Unlocking Life Sciences Data Challenges With Knowledge Graphs

Contributed Commentary by Tom Woodcock, SciBite

November 11, 2022 | The life sciences industry generates huge volumes of data each day. When left in its raw form, researchers and data scientists cannot sift through data quickly to answer pressing questions. By building a visual, interconnected network describing the relationships between existing data and knowledge entities—a knowledge graph—researchers can answer questions more quickly than ever before. And these nuanced answers support better decision making.

Knowledge graphs combine information to create an interlinked network that describes relationships between different entities. They currently streamline many of our everyday digital experiences, underpinning applications such as Google search, social media websites, and streaming media recommendation engines.
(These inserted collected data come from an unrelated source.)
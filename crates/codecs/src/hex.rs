//! Hexadecimal codec. Lowercase is canonical; uppercase is accepted on
//! decode. Full-width digits are folded to ASCII by `clean` only.

use zeroize::Zeroize;

use crate::converter::{Converter, InvalidEncoding};
use crate::text;

const DIGITS: &[u8; 16] = b"0123456789abcdef";

const INVALID: u8 = 0xFF;

/// High- and low-nibble character tables, indexed by the full byte value.
const ENCODE_HI: [char; 256] = {
    let mut table = ['0'; 256];
    let mut b = 0;
    while b < 256 {
        table[b] = DIGITS[b >> 4] as char;
        b += 1;
    }
    table
};

const ENCODE_LO: [char; 256] = {
    let mut table = ['0'; 256];
    let mut b = 0;
    while b < 256 {
        table[b] = DIGITS[b & 0xF] as char;
        b += 1;
    }
    table
};

const DECODE: [u8; 128] = {
    let mut table = [INVALID; 128];
    let mut i = 0;
    while i < 16 {
        table[DIGITS[i] as usize] = i as u8;
        i += 1;
    }
    let mut i = 10;
    while i < 16 {
        table[(DIGITS[i] - b'a' + b'A') as usize] = i as u8;
        i += 1;
    }
    table
};

pub struct Hex;

pub static HEX: Hex = Hex;

fn digit(c: char) -> Option<u8> {
    let cp = c as u32;
    if cp >= 128 {
        return None;
    }
    match DECODE[cp as usize] {
        INVALID => None,
        d => Some(d),
    }
}

/// Folds a character to canonical lowercase hex, accepting the full-width
/// forms `０-９`, `ａ-ｆ` and `Ａ-Ｆ`. Returns `None` for anything else.
fn fold(c: char) -> Option<char> {
    match c {
        '0'..='9' | 'a'..='f' => Some(c),
        'A'..='F' => Some(c.to_ascii_lowercase()),
        '\u{FF10}'..='\u{FF19}' => char::from_u32(c as u32 - 0xFF10 + '0' as u32),
        '\u{FF41}'..='\u{FF46}' => char::from_u32(c as u32 - 0xFF41 + 'a' as u32),
        '\u{FF21}'..='\u{FF26}' => char::from_u32(c as u32 - 0xFF21 + 'a' as u32),
        _ => None,
    }
}

impl Converter for Hex {
    fn encode_chars(&self, data: &[u8]) -> Vec<char> {
        let mut out = Vec::with_capacity(data.len() * 2);
        for &b in data {
            out.push(ENCODE_HI[b as usize]);
            out.push(ENCODE_LO[b as usize]);
        }
        out
    }

    fn decode_chars(&self, text: &[char]) -> Result<Vec<u8>, InvalidEncoding> {
        let stripped = text::strip_whitespace(text);
        if stripped.len() % 2 != 0 {
            return Err(InvalidEncoding::OddLength {
                input: text.iter().collect(),
            });
        }
        let mut out = Vec::with_capacity(stripped.len() / 2);
        for (i, &c) in stripped.iter().enumerate() {
            let Some(d) = digit(c) else {
                out.zeroize();
                return Err(InvalidEncoding::BadCharacter {
                    character: c,
                    position: text::original_position(text, i),
                    input: text.iter().collect(),
                });
            };
            if i % 2 == 0 {
                out.push(d << 4);
            } else {
                *out.last_mut().expect("high nibble was pushed") |= d;
            }
        }
        Ok(out)
    }

    fn clean_chars(&self, text: &[char]) -> Vec<char> {
        let mut out = text::CharBuf::with_capacity(text.len());
        for &c in text {
            if let Some(folded) = fold(c) {
                out.push(folded);
            }
        }
        if out.len() % 2 != 0 {
            out.push('0');
        }
        out.into_trimmed()
    }
}

#[cfg(test)]
mod tests {
    use proptest::prelude::*;

    use super::*;

    #[test]
    fn test_encode() {
        assert_eq!(HEX.encode(&[]), "");
        assert_eq!(HEX.encode(&[0xde, 0xad, 0xbe, 0xef]), "deadbeef");
        assert_eq!(HEX.encode(&[0x00, 0x01, 0x10]), "000110");
    }

    #[test]
    fn test_decode_mixed_case() {
        assert_eq!(
            HEX.decode("DEADbeef").unwrap(),
            vec![0xde, 0xad, 0xbe, 0xef]
        );
        assert_eq!(HEX.decode(" de ad\tbe ef ").unwrap(), vec![0xde, 0xad, 0xbe, 0xef]);
        assert_eq!(HEX.decode("").unwrap(), Vec::<u8>::new());
    }

    #[test]
    fn test_decode_odd_length() {
        let err = HEX.decode("123").unwrap_err();
        assert_eq!(
            err,
            InvalidEncoding::OddLength {
                input: "123".into()
            }
        );
        assert_eq!(
            err.to_string(),
            "Input data contains an odd number of characters \"123\""
        );
    }

    #[test]
    fn test_decode_bad_character() {
        let err = HEX.decode("12g4").unwrap_err();
        assert_eq!(
            err,
            InvalidEncoding::BadCharacter {
                character: 'g',
                position: 2,
                input: "12g4".into()
            }
        );
        assert_eq!(
            err.to_string(),
            "Invalid character 'g' at position 2 in input."
        );
        // Positions count characters of the original input, whitespace
        // included.
        assert_eq!(
            HEX.decode("12 g4").unwrap_err(),
            InvalidEncoding::BadCharacter {
                character: 'g',
                position: 3,
                input: "12 g4".into()
            }
        );
    }

    #[test]
    fn test_clean_folds_fullwidth() {
        assert_eq!(HEX.clean("ＤＥａｄ０９"), "dead09");
        // Full-width digits are a clean-only tolerance.
        assert!(matches!(
            HEX.decode("ＤＥ").unwrap_err(),
            InvalidEncoding::BadCharacter { position: 0, .. }
        ));
        assert_eq!(HEX.clean("de xx ad"), "dead");
        assert_eq!(HEX.clean("abc"), "abc0");
        assert_eq!(HEX.clean(""), "");
    }

    proptest! {
        #![proptest_config(ProptestConfig {
            cases: 256, failure_persistence: None, ..ProptestConfig::default()
        })]

        #[test]
        fn proptest_hex_roundtrips(bytes in any::<Vec<u8>>()) {
            assert_eq!(HEX.decode(&HEX.encode(&bytes)).unwrap(), bytes);
        }

        #[test]
        fn proptest_hex_matches_hex_crate(bytes in any::<Vec<u8>>()) {
            assert_eq!(HEX.encode(&bytes), hex::encode(&bytes));
        }

        #[test]
        fn proptest_hex_canonical(bytes in any::<Vec<u8>>()) {
            let encoded = HEX.encode(&bytes);
            assert_eq!(HEX.clean(&encoded), encoded);
        }

        #[test]
        fn proptest_hex_clean_idempotent(s in any::<String>()) {
            let once = HEX.clean(&s);
            assert_eq!(HEX.clean(&once), once);
            // A cleaned string always decodes.
            HEX.decode(&once).unwrap();
        }

        #[test]
        fn proptest_hex_decode_never_panics(s in any::<String>()) {
            let _ = HEX.decode(&s);
        }
    }
}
With their ability to define complex and overlapping relationships, e.g., visualizing the hundreds of interactions that take place between proteins and molecules at a cellular level, knowledge graphs have rich applications in the life sciences. When used properly, they can give insights into new treatment targets, unravel the mechanisms around a disease, or identify the ripple effects of certain genetic mutations. 

How Are Knowledge Graphs Built?

To build a knowledge graph, named entity recognition (NER), natural language processing (NLP) and machine learning can be used to recognize, understand and connect data. Knowledge graphs represent specific relationships between data and knowledge entities in a way that machines can process, called triples. These triples are either pulled from existing ontologies or automatically extracted and define specific relationships between two things. For example, in the sentence, “The wasp gene is implicated in Wiskott-Aldrich syndrome”, NER can be used to recognize the term ‘wasp’ as a gene (not an insect), and annotate it with data from HGNC Gene ontology (Label: WAS, ID:HGNC_12731). The triple ‘WAS—(implicated in)—Wiskott-Aldrich syndrome’ could be extracted and additional triples added from the HGNC ontology, including ‘WAS—(member of)—WAS protein family’. 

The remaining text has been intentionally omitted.